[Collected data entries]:
++++++
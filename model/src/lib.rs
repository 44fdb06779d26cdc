//! Lancea data model
//!
//! Types shared by the engine and its clients. Everything that crosses the
//! socket is wrapped in an [`Envelope`] carrying the schema version, so
//! fields can be added without breaking older peers.
//!
//! Provider-specific payloads (`display`, preview `data`, outcome `data`)
//! stay opaque JSON; the engine core never looks inside them.

mod envelope;
mod epoch;
mod payload;
mod requests;
mod result;

pub use envelope::{API_VERSION, Envelope, EnvelopeError};
pub use epoch::Epoch;
pub use payload::{ErrorPayload, Outcome, OutcomeStatus, Preview, ResolvedCommand};
pub use requests::{CancelRequest, ExecuteRequest, PreviewRequest, ResolveRequest, SearchRequest};
pub use result::{BatchPayload, ResultItem};
//! Engine - the root object the IPC surface talks to
//!
//! Owns the epoch clock, the event bus, the provider registry and the
//! command registry, and wires the coordinator and dispatcher over them.

use std::sync::Arc;

use lancea_model::{Epoch, Outcome, ResolvedCommand};
use tokio::sync::broadcast;
use tracing::{debug, info};

use crate::config::EngineConfig;
use crate::coordinator::SearchCoordinator;
use crate::dispatcher::Dispatcher;
use crate::epoch::EpochManager;
use crate::events::{EngineEvent, EventBus};
use crate::provider::{CommandsProvider, Provider, ProviderRegistry};
use crate::resolver::{CommandRegistry, CommandResolver};

/// Builder for [`Engine`]
pub struct EngineBuilder {
    config: EngineConfig,
    commands: CommandRegistry,
    providers: Vec<Arc<dyn Provider>>,
    builtin_providers: bool,
}

impl EngineBuilder {
    /// Command registry to resolve against (defaults to the built-ins)
    pub fn commands(mut self, commands: CommandRegistry) -> Self {
        self.commands = commands;
        self
    }

    pub fn provider(mut self, provider: Arc<dyn Provider>) -> Self {
        self.providers.push(provider);
        self
    }

    /// Leave out the built-in `commands` provider
    pub fn without_builtin_providers(mut self) -> Self {
        self.builtin_providers = false;
        self
    }

    pub fn build(self) -> Engine {
        let resolver = Arc::new(CommandResolver::new(self.commands));

        let mut registry = ProviderRegistry::new();
        if self.builtin_providers {
            registry.register(Arc::new(CommandsProvider::new(resolver.clone())));
        }
        for provider in self.providers {
            registry.register(provider);
        }
        let providers = Arc::new(registry);

        let epochs = Arc::new(EpochManager::new());
        let bus = Arc::new(EventBus::new(self.config.event_capacity));
        let coordinator = SearchCoordinator::new(epochs.clone(), providers.clone(), bus.clone(), &self.config);
        let dispatcher = Dispatcher::new(
            epochs.clone(),
            providers.clone(),
            coordinator.clone(),
            bus.clone(),
            &self.config,
        );

        info!(providers = ?providers.ids(), commands = resolver.snapshot().len(), "Engine built");
        Engine {
            config: self.config,
            epochs,
            bus,
            providers,
            resolver,
            coordinator,
            dispatcher,
        }
    }
}

pub struct Engine {
    config: EngineConfig,
    epochs: Arc<EpochManager>,
    bus: Arc<EventBus>,
    providers: Arc<ProviderRegistry>,
    resolver: Arc<CommandResolver>,
    coordinator: SearchCoordinator,
    dispatcher: Dispatcher,
}

impl Engine {
    pub fn builder(config: EngineConfig) -> EngineBuilder {
        EngineBuilder {
            config,
            commands: CommandRegistry::with_builtins(),
            providers: Vec::new(),
            builtin_providers: true,
        }
    }

    /// Map free text to a command; never fails
    pub fn resolve_command(&self, text: &str) -> ResolvedCommand {
        self.resolver.resolve(text)
    }

    /// See [`SearchCoordinator::search`]
    pub fn search(&self, text: &str, provider_ids: &[String], epoch: Epoch) -> Epoch {
        self.coordinator.search(text, provider_ids, epoch)
    }

    pub fn cancel(&self, epoch: Epoch) -> bool {
        self.coordinator.cancel(epoch)
    }

    /// See [`Dispatcher::request_preview`]
    pub fn request_preview(&self, provider_id: &str, key: &str, epoch: Epoch) -> Epoch {
        self.dispatcher.request_preview(provider_id, key, epoch)
    }

    pub async fn execute(&self, provider_id: &str, action: &str, key: &str) -> Outcome {
        self.dispatcher.execute(provider_id, action, key).await
    }

    /// Receive every push event emitted from now on
    pub fn subscribe(&self) -> broadcast::Receiver<EngineEvent> {
        self.bus.subscribe()
    }

    pub fn bus(&self) -> &Arc<EventBus> {
        &self.bus
    }

    pub fn current_epoch(&self) -> Epoch {
        self.epochs.current()
    }

    pub fn provider_ids(&self) -> Vec<String> {
        self.providers.ids()
    }

    pub fn commands(&self) -> Arc<CommandRegistry> {
        self.resolver.snapshot()
    }

    /// Swap the command registry; providers are fixed for the engine's life
    pub fn reload_commands(&self, commands: CommandRegistry) {
        info!(commands = commands.len(), "Reloading command registry");
        self.resolver.replace(commands);
    }

    pub fn config(&self) -> &EngineConfig {
        &self.config
    }

    /// Cancel in-flight searches
    pub fn shutdown(&self) {
        debug!("Engine::shutdown: called");
        self.coordinator.shutdown();
    }
}
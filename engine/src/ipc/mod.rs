//! Unix domain socket surface of the engine
//!
//! Newline-delimited JSON in both directions. A launcher UI connects once,
//! issues requests, and receives every push event on the same stream.

use std::path::PathBuf;

pub mod client;
pub mod frame;
pub mod handler;
pub mod listener;
pub mod messages;

pub use client::{EngineClient, EngineConnection};
pub use handler::handle_request;
pub use listener::{cleanup_socket, create_listener_at, handle_connection, serve};
pub use messages::{ClientMessage, MAX_MESSAGE_SIZE, Method, Request, Response, ServerMessage};

/// Default socket path when config does not set one
pub fn get_socket_path() -> PathBuf {
    dirs::runtime_dir()
        .or_else(dirs::data_local_dir)
        .unwrap_or_else(|| PathBuf::from("/tmp"))
        .join("lancea")
        .join("engine.sock")
}
//! Shared fixtures for the integration tests

#![allow(dead_code)]

use std::sync::atomic::{AtomicUsize, Ordering};
use std::time::Duration;

use async_trait::async_trait;
use lancea::events::EngineEvent;
use lancea::provider::{BatchSink, Provider, ProviderError, Query};
use lancea_model::{Epoch, Outcome, Preview, ResultItem};
use serde_json::json;
use tokio::sync::broadcast;

/// What a [`FakeProvider`] does for each search
#[derive(Clone)]
pub enum Script {
    /// Sleep, then reset with these keys
    Delayed(u64, Vec<&'static str>),
    /// Report an error, then still deliver these keys
    ErrorThen(Vec<&'static str>),
    /// Echo the query text back as a single key
    Echo,
}

pub struct FakeProvider {
    id: &'static str,
    script: Script,
    preview_delay_ms: u64,
    pub executions: AtomicUsize,
}

impl FakeProvider {
    pub fn new(id: &'static str, script: Script) -> Self {
        Self {
            id,
            script,
            preview_delay_ms: 0,
            executions: AtomicUsize::new(0),
        }
    }

    pub fn with_preview_delay(mut self, ms: u64) -> Self {
        self.preview_delay_ms = ms;
        self
    }

    fn items(&self, keys: &[&str]) -> Vec<ResultItem> {
        keys.iter().map(|k| ResultItem::new(self.id, *k, *k)).collect()
    }
}

#[async_trait]
impl Provider for FakeProvider {
    fn id(&self) -> &str {
        self.id
    }

    async fn search(&self, query: &Query, sink: BatchSink) -> Result<(), ProviderError> {
        match &self.script {
            Script::Delayed(ms, keys) => {
                tokio::time::sleep(Duration::from_millis(*ms)).await;
                sink.reset(self.items(keys)).await?;
            }
            Script::ErrorThen(keys) => {
                sink.error(ProviderError::failed("first batch failed")).await?;
                sink.reset(self.items(keys)).await?;
            }
            Script::Echo => {
                let key = format!("{}:{}", self.id, query.text);
                sink.reset(vec![ResultItem::new(self.id, key, query.text.clone())]).await?;
            }
        }
        Ok(())
    }

    async fn preview(&self, key: &str) -> Result<Preview, ProviderError> {
        tokio::time::sleep(Duration::from_millis(self.preview_delay_ms)).await;
        Ok(Preview::card(json!({ "key": key })))
    }

    async fn execute(&self, action: &str, key: &str) -> Result<Outcome, ProviderError> {
        let count = self.executions.fetch_add(1, Ordering::SeqCst) + 1;
        Ok(Outcome::ok_with(json!({ "action": action, "key": key, "count": count })))
    }
}

/// Receive events until `done` holds or `timeout` passes
pub async fn collect_until(
    rx: &mut broadcast::Receiver<EngineEvent>,
    timeout: Duration,
    mut done: impl FnMut(&[EngineEvent]) -> bool,
) -> Vec<EngineEvent> {
    let mut events = Vec::new();
    let deadline = tokio::time::Instant::now() + timeout;
    while !done(&events) {
        match tokio::time::timeout_at(deadline, rx.recv()).await {
            Ok(Ok(event)) => events.push(event),
            Ok(Err(broadcast::error::RecvError::Lagged(_))) => continue,
            Ok(Err(broadcast::error::RecvError::Closed)) | Err(_) => break,
        }
    }
    events
}

/// True once an `end` batch for (epoch, provider) was seen
pub fn ended(events: &[EngineEvent], epoch: Epoch, provider_id: &str) -> bool {
    events.iter().any(|e| match e {
        EngineEvent::ResultsUpdated {
            epoch: ev,
            provider_id: p,
            batch,
            ..
        } => *ev == epoch && p == provider_id && batch.data.is_end(),
        _ => false,
    })
}

/// Keys of every non-end batch for (epoch, provider), in delivery order
pub fn delivered_keys(events: &[EngineEvent], epoch: Epoch, provider_id: &str) -> Vec<String> {
    events
        .iter()
        .filter_map(|e| match e {
            EngineEvent::ResultsUpdated {
                epoch: ev,
                provider_id: p,
                batch,
                ..
            } if *ev == epoch && p == provider_id => Some(batch.data.items().iter().map(|i| i.key.clone())),
            _ => None,
        })
        .flatten()
        .collect()
}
++++++
[Prompt]:
Print the line containing "provider_id => Some(batch.data.items().iter().map(|i|", then every line after it through the last line of the records, each exactly as written; nothing else belongs in the answer.

[Written solution]:
            } if *ev == epoch && p == provider_id => Some(batch.data.items().iter().map(|i| i.key.clone())),
            _ => None,
        })
        .flatten()
        .collect()
}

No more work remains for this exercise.